Blair's staring at him. "That sounds vaguely reassuring, but not very clear."

"I'm sorry that I freaked."

"Why do you think I didn't say anything?" There's a pale imitation of a smile on Blair's face. "Too busy dealing with my own freak-out."

"Yeah." Jim tries to marshal some clear-headed thought. Blair was too busy dealing with his own freak-out; sure. But he was also dealing with his freak-out over Jim's potential freak-out too. "Maybe I was getting ready to shoot the messenger, you know?"

"Because that message was kind of scary?" Blair's gaze flicks from Jim to his own arms folded in front of him on the table. Jim sees the aborted movement, the twitch as if Blair was thinking about moving his hand. He reaches one hand across the table, and after a small hesitation, Blair rests his hand on top of Jim's.

"Just promise me that you won't talk this to death," Jim asks.

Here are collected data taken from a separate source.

use rand::SeedableRng;
use rand_chacha::ChaCha8Rng;
use serde::Serialize;
use simpfuzz_config::Config;
use simpfuzz_ir::{ElementType, fold::TypeVisitable};
use simpfuzz_simplify::Simplifier;
use tracing::{debug, error, info, info_span};

use crate::{
    check::{Mismatch, SampleStats, Verdict, check_equivalent},
    generate::generate,
};

/// Shape of a campaign: how many expressions of which types, how large, and how often each is
/// sampled.
#[derive(Clone, Debug, PartialEq, Eq)]
pub struct Params {
    pub trials: u32,
    pub depth: u32,
    pub samples: u32,
    pub widths: Vec<u32>,
    pub types: Vec<ElementType>,
}

impl Default for Params {
    fn default() -> Self {
        Params {
            trials: 1000,
            depth: 5,
            samples: 3,
            widths: vec![1, 2, 4],
            types: ElementType::ALL.to_vec(),
        }
    }
}

impl Params {
    pub fn from_config(config: &Config) -> Params {
        Params {
            trials: config.trials,
            depth: config.depth,
            samples: config.samples,
            widths: config.vector_widths().collect(),
            types: ElementType::ALL.to_vec(),
        }
    }
}

#[derive(Clone, Copy, Default, Debug, PartialEq, Eq, Serialize)]
pub struct CampaignStats {
    /// Expressions generated and checked.
    pub cases: u64,
    #[serde(flatten)]
    pub samples: SampleStats,
}

/// The result of a campaign: statistics, plus the failure that stopped it if any.
#[derive(Debug, Serialize)]
pub struct Outcome {
    pub seed: u64,
    pub stats: CampaignStats,
    pub mismatch: Option<Box<Mismatch>>,
}

impl Outcome {
    pub fn is_success(&self) -> bool {
        self.mismatch.is_none()
    }
}

pub struct Campaign<S> {
    params: Params,
    simplifier: S,
}

impl<S: Simplifier> Campaign<S> {
    pub fn new(params: Params, simplifier: S) -> Self {
        Campaign { params, simplifier }
    }

    pub fn params(&self) -> &Params {
        &self.params
    }

    /// Runs every element type and width for the configured number of trials, stopping at the
    /// first mismatch. All randomness derives from `seed`.
    pub fn run(&self, seed: u64) -> Outcome {
        let _span = info_span!("campaign", seed).entered();
        let mut rng = ChaCha8Rng::seed_from_u64(seed);
        let mut stats = CampaignStats::default();

        for &elem in &self.params.types {
            for &width in &self.params.widths {
                let ty = elem.vector_of(width);
                let _span = info_span!("type", %ty).entered();
                for trial in 0..self.params.trials {
                    let test = generate(ty, self.params.depth, &mut rng);
                    let simplified = self.simplifier.simplify(&test);
                    debug!(trial, nodes = test.node_count(), %test, %simplified, "generated");
                    stats.cases += 1;

                    match check_equivalent(
                        &test,
                        &simplified,
                        self.params.samples,
                        &self.simplifier,
                        &mut rng,
                    ) {
                        Verdict::Equivalent(samples) => stats.samples += samples,
                        Verdict::Mismatch(mismatch) => {
                            error!(trial, lane = mismatch.lane, "simplifier mismatch");
                            return Outcome { seed, stats, mismatch: Some(mismatch) };
                        }
                    }
                }
                info!(cases = stats.cases, "type done");
            }
        }
        info!(
            cases = stats.cases,
            compared = stats.samples.compared,
            skipped = stats.samples.skipped,
            "campaign finished"
        );
        Outcome { seed, stats, mismatch: None }
    }
}
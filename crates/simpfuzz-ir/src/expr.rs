use std::fmt;

use serde::Serialize;
use simpfuzz_arc_interner::{Interned, impl_internable};
use simpfuzz_common::{bug, bug_unless};

use crate::{
    constant::Constant,
    ty::{ElementType, VectorType},
};

/// Size of the pool of free variables.
pub const VAR_COUNT: u8 = 5;

/// One of the free variables `a`, `b`, `c`, `d`, `e`.
#[derive(Clone, Copy, PartialEq, Eq, Hash, PartialOrd, Ord, Debug, Serialize)]
pub struct Var(u8);

impl Var {
    pub fn new(index: u8) -> Var {
        bug_unless!(index < VAR_COUNT, "variable index `{index}` out of range");
        Var(index)
    }

    pub fn index(self) -> u8 {
        self.0
    }

    /// The whole pool, in order.
    pub fn all() -> impl Iterator<Item = Var> {
        (0..VAR_COUNT).map(Var)
    }

    pub fn name(self) -> char {
        char::from(b'a' + self.0)
    }
}

impl fmt::Display for Var {
    fn fmt(&self, f: &mut fmt::Formatter<'_>) -> fmt::Result {
        write!(f, "{}", self.name())
    }
}

#[derive(Clone, Copy, PartialEq, Eq, Hash, Debug, Serialize)]
#[serde(rename_all = "snake_case")]
pub enum ArithOp {
    Add,
    Sub,
    Mul,
    Min,
    Max,
    Div,
    Mod,
}

impl ArithOp {
    pub const ALL: [ArithOp; 7] = [
        ArithOp::Add,
        ArithOp::Sub,
        ArithOp::Mul,
        ArithOp::Min,
        ArithOp::Max,
        ArithOp::Div,
        ArithOp::Mod,
    ];
}

#[derive(Clone, Copy, PartialEq, Eq, Hash, Debug, Serialize)]
#[serde(rename_all = "snake_case")]
pub enum LogicOp {
    And,
    Or,
}

impl LogicOp {
    pub const ALL: [LogicOp; 2] = [LogicOp::And, LogicOp::Or];
}

#[derive(Clone, Copy, PartialEq, Eq, Hash, Debug, Serialize)]
#[serde(rename_all = "snake_case")]
pub enum CmpOp {
    Eq,
    Ne,
    Lt,
    Le,
    Gt,
    Ge,
}

impl CmpOp {
    pub const ALL: [CmpOp; 6] = [CmpOp::Eq, CmpOp::Ne, CmpOp::Lt, CmpOp::Le, CmpOp::Gt, CmpOp::Ge];
}

#[derive(Clone, PartialEq, Eq, Hash)]
pub struct Expr {
    kind: Interned<ExprKind>,
}

#[derive(Clone, PartialEq, Eq, Hash, Debug)]
pub enum ExprKind {
    /// A free variable. Variables are scalars of the element type of the expression under test
    /// and only ever reach other types through a [`ExprKind::Cast`].
    Var(Var, ElementType),
    Constant(Constant),
    Cast(VectorType, Expr),
    Not(Expr),
    Arith(ArithOp, Expr, Expr),
    Logic(LogicOp, Expr, Expr),
    Cmp(CmpOp, Expr, Expr),
    Select(Expr, Expr, Expr),
    Broadcast(Expr, u32),
    /// `Ramp(base, stride, width)` has value `base + stride * j` in lane `j`.
    Ramp(Expr, Expr, u32),
}

impl_internable!(ExprKind);

impl ExprKind {
    /// Interns the node after checking it against the typing rules. An ill-typed node is a bug in
    /// the caller.
    pub fn intern(self) -> Expr {
        if let Err(err) = self.node_type() {
            bug!("ill-typed expression: {err}");
        }
        Expr { kind: Interned::new(self) }
    }

    /// Type of this node assuming its children are well typed.
    fn node_type(&self) -> Result<VectorType, TypeError> {
        match self {
            ExprKind::Var(_, elem) => Ok(elem.scalar()),
            ExprKind::Constant(c) => Ok(c.ty().scalar()),
            ExprKind::Cast(ty, e) => {
                let found = e.ty();
                if found.width() != ty.width() {
                    return Err(TypeError::WidthMismatch {
                        node: "cast",
                        expected: ty.width(),
                        found: found.width(),
                    });
                }
                Ok(*ty)
            }
            ExprKind::Not(e) => expect_bool("!", e.ty()),
            ExprKind::Arith(op, e1, e2) => same_type(op.symbol(), e1.ty(), e2.ty()),
            ExprKind::Logic(op, e1, e2) => {
                let ty = same_type(op.symbol(), e1.ty(), e2.ty())?;
                expect_bool(op.symbol(), ty)
            }
            ExprKind::Cmp(op, e1, e2) => Ok(same_type(op.symbol(), e1.ty(), e2.ty())?.bool_of()),
            ExprKind::Select(c, e1, e2) => {
                let ty = same_type("select", e1.ty(), e2.ty())?;
                let cond = expect_bool("select", c.ty())?;
                if cond.width() != ty.width() {
                    return Err(TypeError::WidthMismatch {
                        node: "select",
                        expected: ty.width(),
                        found: cond.width(),
                    });
                }
                Ok(ty)
            }
            ExprKind::Broadcast(e, width) => {
                let elem = expect_scalar("broadcast", e.ty())?;
                Ok(elem.with_width(*width))
            }
            ExprKind::Ramp(base, stride, width) => {
                let elem = same_type("ramp", base.ty(), stride.ty())?;
                let elem = expect_scalar("ramp", elem)?;
                Ok(elem.with_width(*width))
            }
        }
    }
}

fn same_type(node: &'static str, lhs: VectorType, rhs: VectorType) -> Result<VectorType, TypeError> {
    if lhs != rhs {
        return Err(TypeError::Mismatch { node, lhs, rhs });
    }
    Ok(lhs)
}

fn expect_bool(node: &'static str, found: VectorType) -> Result<VectorType, TypeError> {
    if !found.is_bool() {
        return Err(TypeError::NotBool { node, found });
    }
    Ok(found)
}

fn expect_scalar(node: &'static str, found: VectorType) -> Result<VectorType, TypeError> {
    if !found.is_scalar() {
        return Err(TypeError::NotScalar { node, found });
    }
    Ok(found)
}

#[derive(Debug, Clone, PartialEq, Eq)]
pub enum TypeError {
    Mismatch { node: &'static str, lhs: VectorType, rhs: VectorType },
    NotBool { node: &'static str, found: VectorType },
    NotScalar { node: &'static str, found: VectorType },
    WidthMismatch { node: &'static str, expected: u32, found: u32 },
}

impl fmt::Display for TypeError {
    fn fmt(&self, f: &mut fmt::Formatter<'_>) -> fmt::Result {
        match self {
            TypeError::Mismatch { node, lhs, rhs } => {
                write!(f, "operands of `{node}` have different types: `{lhs}` and `{rhs}`")
            }
            TypeError::NotBool { node, found } => {
                write!(f, "`{node}` expects a boolean operand, found `{found}`")
            }
            TypeError::NotScalar { node, found } => {
                write!(f, "`{node}` expects a scalar operand, found `{found}`")
            }
            TypeError::WidthMismatch { node, expected, found } => {
                write!(f, "`{node}` expects width {expected}, found {found}")
            }
        }
    }
}

impl std::error::Error for TypeError {}

impl Expr {
    pub fn kind(&self) -> &ExprKind {
        &self.kind
    }

    pub fn var(var: Var, elem: ElementType) -> Expr {
        ExprKind::Var(var, elem).intern()
    }

    pub fn constant(c: Constant) -> Expr {
        ExprKind::Constant(c).intern()
    }

    pub fn tt() -> Expr {
        Expr::constant(Constant::bool(true))
    }

    pub fn ff() -> Expr {
        Expr::constant(Constant::bool(false))
    }

    pub fn cast(ty: VectorType, e: impl Into<Expr>) -> Expr {
        ExprKind::Cast(ty, e.into()).intern()
    }

    pub fn not(e: impl Into<Expr>) -> Expr {
        ExprKind::Not(e.into()).intern()
    }

    pub fn arith(op: ArithOp, e1: impl Into<Expr>, e2: impl Into<Expr>) -> Expr {
        ExprKind::Arith(op, e1.into(), e2.into()).intern()
    }

    pub fn logic(op: LogicOp, e1: impl Into<Expr>, e2: impl Into<Expr>) -> Expr {
        ExprKind::Logic(op, e1.into(), e2.into()).intern()
    }

    pub fn cmp(op: CmpOp, e1: impl Into<Expr>, e2: impl Into<Expr>) -> Expr {
        ExprKind::Cmp(op, e1.into(), e2.into()).intern()
    }

    pub fn select(c: impl Into<Expr>, e1: impl Into<Expr>, e2: impl Into<Expr>) -> Expr {
        ExprKind::Select(c.into(), e1.into(), e2.into()).intern()
    }

    pub fn broadcast(e: impl Into<Expr>, width: u32) -> Expr {
        ExprKind::Broadcast(e.into(), width).intern()
    }

    pub fn ramp(base: impl Into<Expr>, stride: impl Into<Expr>, width: u32) -> Expr {
        ExprKind::Ramp(base.into(), stride.into(), width).intern()
    }

    pub fn add(e1: impl Into<Expr>, e2: impl Into<Expr>) -> Expr {
        Expr::arith(ArithOp::Add, e1, e2)
    }

    pub fn mul(e1: impl Into<Expr>, e2: impl Into<Expr>) -> Expr {
        Expr::arith(ArithOp::Mul, e1, e2)
    }

    pub fn ty(&self) -> VectorType {
        match self.kind() {
            ExprKind::Var(_, elem) => elem.scalar(),
            ExprKind::Constant(c) => c.ty().scalar(),
            ExprKind::Cast(ty, _) => *ty,
            ExprKind::Not(e) | ExprKind::Arith(_, e, _) | ExprKind::Logic(_, e, _) => e.ty(),
            ExprKind::Cmp(_, e, _) => e.ty().bool_of(),
            ExprKind::Select(_, e, _) => e.ty(),
            ExprKind::Broadcast(e, width) | ExprKind::Ramp(e, _, width) => e.ty().with_width(*width),
        }
    }

    /// Re-validates the whole tree, returning the type of the root.
    pub fn type_check(&self) -> Result<VectorType, TypeError> {
        match self.kind() {
            ExprKind::Var(..) | ExprKind::Constant(_) => {}
            ExprKind::Cast(_, e) | ExprKind::Not(e) | ExprKind::Broadcast(e, _) => {
                e.type_check()?;
            }
            ExprKind::Arith(_, e1, e2)
            | ExprKind::Logic(_, e1, e2)
            | ExprKind::Cmp(_, e1, e2)
            | ExprKind::Ramp(e1, e2, _) => {
                e1.type_check()?;
                e2.type_check()?;
            }
            ExprKind::Select(c, e1, e2) => {
                c.type_check()?;
                e1.type_check()?;
                e2.type_check()?;
            }
        }
        self.kind().node_type()
    }

    pub fn is_const(&self) -> bool {
        matches!(self.kind(), ExprKind::Constant(_))
    }

    pub fn as_constant(&self) -> Option<Constant> {
        if let ExprKind::Constant(c) = self.kind() { Some(*c) } else { None }
    }

    /// Whether this is a literal, possibly broadcast to a vector.
    pub fn as_broadcast_constant(&self) -> Option<Constant> {
        match self.kind() {
            ExprKind::Constant(c) => Some(*c),
            ExprKind::Broadcast(e, _) => e.as_constant(),
            _ => None,
        }
    }

    pub fn is_true(&self) -> bool {
        self.as_constant().and_then(Constant::to_bool) == Some(true)
    }

    pub fn is_false(&self) -> bool {
        self.as_constant().and_then(Constant::to_bool) == Some(false)
    }
}

impl From<Constant> for Expr {
    fn from(c: Constant) -> Self {
        Expr::constant(c)
    }
}

impl From<&Expr> for Expr {
    fn from(e: &Expr) -> Self {
        e.clone()
    }
}

#[cfg(test)]
mod tests {
    use super::*;

    const I32: ElementType = ElementType::Int32;

    fn a() -> Expr {
        Expr::var(Var::new(0), I32)
    }

    fn b() -> Expr {
        Expr::var(Var::new(1), I32)
    }

    #[test]
    fn structural_equality_is_sharing() {
        let e1 = Expr::add(a(), b());
        let e2 = Expr::add(a(), b());
        assert_eq!(e1, e2);
        assert_ne!(e1, Expr::add(b(), a()));
    }

    #[test]
    fn node_types() {
        let cmp = Expr::cmp(CmpOp::Lt, a(), b());
        assert_eq!(cmp.ty(), ElementType::Bool.scalar());

        let ramp = Expr::ramp(a(), b(), 4);
        assert_eq!(ramp.ty(), I32.vector_of(4));

        let cast = Expr::cast(ElementType::UInt8.vector_of(4), &ramp);
        assert_eq!(cast.ty(), ElementType::UInt8.vector_of(4));

        let sel = Expr::select(Expr::cmp(CmpOp::Eq, &ramp, &ramp), &ramp, Expr::broadcast(a(), 4));
        assert_eq!(sel.type_check(), Ok(I32.vector_of(4)));
    }

    #[test]
    fn ill_typed_nodes_are_rejected() {
        let kind = ExprKind::Arith(ArithOp::Add, a(), Expr::cast(ElementType::UInt8.scalar(), b()));
        assert!(matches!(kind.node_type(), Err(TypeError::Mismatch { .. })));

        let kind = ExprKind::Not(a());
        assert!(matches!(kind.node_type(), Err(TypeError::NotBool { .. })));

        let kind = ExprKind::Broadcast(Expr::broadcast(a(), 2), 4);
        assert!(matches!(kind.node_type(), Err(TypeError::NotScalar { .. })));

        let cond = Expr::cmp(CmpOp::Lt, a(), b());
        let kind = ExprKind::Select(cond, Expr::broadcast(a(), 2), Expr::broadcast(b(), 2));
        assert!(matches!(kind.node_type(), Err(TypeError::WidthMismatch { .. })));
    }

    #[test]
    #[should_panic(expected = "ill-typed expression")]
    fn constructors_panic_on_ill_typed_input() {
        Expr::logic(LogicOp::And, a(), b());
    }

    #[test]
    fn constant_queries() {
        assert!(Expr::tt().is_true());
        assert!(Expr::ff().is_false());
        assert!(!a().is_const());
        let c = Constant::new(I32, 7);
        assert_eq!(Expr::broadcast(c, 4).as_broadcast_constant(), Some(c));
    }
}
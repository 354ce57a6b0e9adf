//! A small typed IR of scalar and vector integer expressions.
//!
//! Expressions are immutable and hash-consed: building the same tree twice yields the same
//! allocation, so structural equality is `==`. Constructors enforce the typing rules.
pub mod constant;
pub mod expr;
pub mod fold;
mod lanes;
mod pretty;
pub mod subst;
pub mod ty;

pub use constant::Constant;
pub use expr::{ArithOp, CmpOp, Expr, ExprKind, LogicOp, TypeError, VAR_COUNT, Var};
pub use subst::Environment;
pub use ty::{ElementType, VectorType, random_element_type, random_type};
use simpfuzz_common::bug_unless;

use crate::{
    constant::Constant,
    expr::{Expr, ExprKind},
};

impl Expr {
    /// The scalar expression computing lane `lane` of `self`. A scalar is its own lane 0.
    pub fn extract_lane(&self, lane: u32) -> Expr {
        let width = self.ty().width();
        bug_unless!(lane < width, "lane {lane} out of range for width {width}");
        if width == 1 {
            return self.clone();
        }
        match self.kind() {
            ExprKind::Var(..) | ExprKind::Constant(_) => self.clone(),
            ExprKind::Cast(ty, e) => Expr::cast(ty.element_of(), e.extract_lane(lane)),
            ExprKind::Not(e) => Expr::not(e.extract_lane(lane)),
            ExprKind::Arith(op, e1, e2) => {
                Expr::arith(*op, e1.extract_lane(lane), e2.extract_lane(lane))
            }
            ExprKind::Logic(op, e1, e2) => {
                Expr::logic(*op, e1.extract_lane(lane), e2.extract_lane(lane))
            }
            ExprKind::Cmp(op, e1, e2) => Expr::cmp(*op, e1.extract_lane(lane), e2.extract_lane(lane)),
            ExprKind::Select(c, e1, e2) => {
                Expr::select(c.extract_lane(lane), e1.extract_lane(lane), e2.extract_lane(lane))
            }
            ExprKind::Broadcast(e, _) => e.clone(),
            ExprKind::Ramp(base, stride, _) => {
                let j = Constant::new(base.ty().elem(), lane.into());
                Expr::add(base, Expr::mul(stride, j))
            }
        }
    }
}
use simpfuzz_fuzz::{Campaign, Params};
use simpfuzz_ir::{
    ArithOp, Expr, ExprKind,
    fold::{TypeFoldable, TypeFolder, TypeSuperFoldable},
};
use simpfuzz_simplify::{Simplifier, Simplify};

fn small() -> Params {
    Params { trials: 40, depth: 3, ..Params::default() }
}

/// Simplifies, then turns every remaining `min` into a `max`.
struct ConfusesMinMax;

impl Simplifier for ConfusesMinMax {
    fn simplify(&self, expr: &Expr) -> Expr {
        struct Swap;

        impl TypeFolder for Swap {
            fn fold_expr(&mut self, expr: &Expr) -> Expr {
                match expr.kind() {
                    ExprKind::Arith(ArithOp::Min, e1, e2) => {
                        Expr::arith(ArithOp::Max, e1.fold_with(self), e2.fold_with(self))
                    }
                    _ => expr.super_fold_with(self),
                }
            }
        }

        Simplify.simplify(expr).fold_with(&mut Swap)
    }
}

#[test]
fn reference_simplifier_passes() {
    let outcome = Campaign::new(small(), Simplify).run(1_700_000_000);
    if let Some(mismatch) = &outcome.mismatch {
        panic!("unexpected mismatch:\n{mismatch}");
    }
    let types = Params::default().types.len() as u64;
    assert_eq!(outcome.stats.cases, 40 * 3 * types);
    assert!(outcome.stats.samples.compared > 0);
}

#[test]
fn same_seed_same_statistics() {
    let campaign = Campaign::new(Params { trials: 10, ..small() }, Simplify);
    let first = campaign.run(42);
    let second = campaign.run(42);
    assert_eq!(first.stats, second.stats);
}

#[test]
fn buggy_simplifier_is_stopped_early() {
    let campaign = Campaign::new(Params { trials: 1000, ..small() }, ConfusesMinMax);
    let outcome = campaign.run(7);
    let Some(mismatch) = &outcome.mismatch else {
        panic!("min/max confusion went unnoticed after {} cases", outcome.stats.cases);
    };
    assert_ne!(mismatch.original_value, mismatch.simplified_value);
    assert!(outcome.stats.cases <= u64::from(campaign.params().trials) * 21);

    let json = serde_json::to_value(&outcome).unwrap();
    assert_eq!(json["seed"], 7);
    assert!(json["mismatch"]["lane"].is_u64());
}
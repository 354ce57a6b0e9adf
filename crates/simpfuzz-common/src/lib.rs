pub mod bug;
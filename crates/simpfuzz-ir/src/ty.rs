use std::fmt;

use rand::Rng;
use serde::Serialize;

#[derive(Clone, Copy, PartialEq, Eq, Hash, PartialOrd, Ord, Debug, Serialize)]
#[serde(rename_all = "snake_case")]
pub enum ElementType {
    /// Unsigned 1-bit integer.
    Bool,
    UInt8,
    UInt16,
    UInt32,
    Int8,
    Int16,
    Int32,
}

impl ElementType {
    pub const ALL: [ElementType; 7] = [
        ElementType::Bool,
        ElementType::UInt8,
        ElementType::UInt16,
        ElementType::UInt32,
        ElementType::Int8,
        ElementType::Int16,
        ElementType::Int32,
    ];

    pub fn bits(self) -> u32 {
        match self {
            ElementType::Bool => 1,
            ElementType::UInt8 | ElementType::Int8 => 8,
            ElementType::UInt16 | ElementType::Int16 => 16,
            ElementType::UInt32 | ElementType::Int32 => 32,
        }
    }

    pub fn is_signed(self) -> bool {
        matches!(self, ElementType::Int8 | ElementType::Int16 | ElementType::Int32)
    }

    pub fn is_bool(self) -> bool {
        matches!(self, ElementType::Bool)
    }

    /// Smallest representable value.
    pub fn min(self) -> i64 {
        if self.is_signed() { -(1i64 << (self.bits() - 1)) } else { 0 }
    }

    /// Largest representable value.
    pub fn max(self) -> i64 {
        if self.is_signed() { (1i64 << (self.bits() - 1)) - 1 } else { (1i64 << self.bits()) - 1 }
    }

    /// Reduces `val` modulo 2^bits into the representable range of the type.
    pub fn wrap(self, val: i128) -> i64 {
        let bits = self.bits();
        let modulus = 1i128 << bits;
        let low = val.rem_euclid(modulus);
        let val = if self.is_signed() && low >= modulus / 2 { low - modulus } else { low };
        val as i64
    }

    pub fn contains(self, val: i128) -> bool {
        i128::from(self.min()) <= val && val <= i128::from(self.max())
    }

    pub fn vector_of(self, width: u32) -> VectorType {
        VectorType::new(self, width)
    }

    pub fn scalar(self) -> VectorType {
        VectorType::new(self, 1)
    }
}

/// Picks an element type uniformly from [`ElementType::ALL`].
pub fn random_element_type(rng: &mut impl Rng) -> ElementType {
    ElementType::ALL[rng.gen_range(0..ElementType::ALL.len())]
}

/// Picks a random element type and pairs it with `width`.
pub fn random_type(width: u32, rng: &mut impl Rng) -> VectorType {
    random_element_type(rng).vector_of(width)
}

#[derive(Clone, Copy, PartialEq, Eq, Hash, PartialOrd, Ord, Debug)]
pub struct VectorType {
    elem: ElementType,
    width: u32,
}

impl VectorType {
    pub fn new(elem: ElementType, width: u32) -> Self {
        simpfuzz_common::bug_unless!(width >= 1, "vector width must be positive");
        Self { elem, width }
    }

    pub fn elem(self) -> ElementType {
        self.elem
    }

    pub fn width(self) -> u32 {
        self.width
    }

    pub fn is_scalar(self) -> bool {
        self.width == 1
    }

    pub fn is_vector(self) -> bool {
        self.width > 1
    }

    pub fn is_bool(self) -> bool {
        self.elem.is_bool()
    }

    /// The scalar type of a single lane.
    pub fn element_of(self) -> VectorType {
        self.elem.scalar()
    }

    pub fn with_width(self, width: u32) -> VectorType {
        VectorType::new(self.elem, width)
    }

    /// The boolean type with the same width, i.e., the result type of a comparison.
    pub fn bool_of(self) -> VectorType {
        ElementType::Bool.vector_of(self.width)
    }
}

impl fmt::Display for ElementType {
    fn fmt(&self, f: &mut fmt::Formatter<'_>) -> fmt::Result {
        match self {
            ElementType::Bool => write!(f, "bool"),
            ElementType::UInt8 => write!(f, "uint8"),
            ElementType::UInt16 => write!(f, "uint16"),
            ElementType::UInt32 => write!(f, "uint32"),
            ElementType::Int8 => write!(f, "int8"),
            ElementType::Int16 => write!(f, "int16"),
            ElementType::Int32 => write!(f, "int32"),
        }
    }
}

impl fmt::Display for VectorType {
    fn fmt(&self, f: &mut fmt::Formatter<'_>) -> fmt::Result {
        if self.is_scalar() {
            write!(f, "{}", self.elem)
        } else {
            write!(f, "{}x{}", self.elem, self.width)
        }
    }
}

Blair's eyebrow rises. "Jim, we haven't even established which this it is that I'm not supposed to talk to death. And five minutes ago you were ready to have my hide because I didn't talk. You have to make up your mind."

Jim twists his wrist so that their hands rest palm to palm. "What about your mind?"

"Well, my mind was thinking that you were going to freak out and kick my ass, but I guess one out of two is better than I expected." Blair's fingers close against Jim's wrist. "A lot better. I've been remembering longer than you. And the situation totally sucked, but the touching..." Blair's face quirks in irritation - at himself, Jim presumes. "The sex felt right. Taking into account that it was bad, trippy, Corcoran is probably going to come back soon and shoot us and dump us in Puget Sound, sex."

"So what you're saying is that we could probably do better?"

Blair's face does that thing where his expression goes all over the place. Jim can only assume that it's symbolic of space being made for new ideas.

"It seems likely," Blair says cautiously; he's a man turning over a bright, shiny hypothesis.

"Okay," Jim says. "I guess I can stand some talking." And some of that talking will be about Blair not hiding things that Jim thinks that he ought to know. He's still angry about that, he realises.

But the other thing is that they're still - well - they're also still holding hands. Right touch.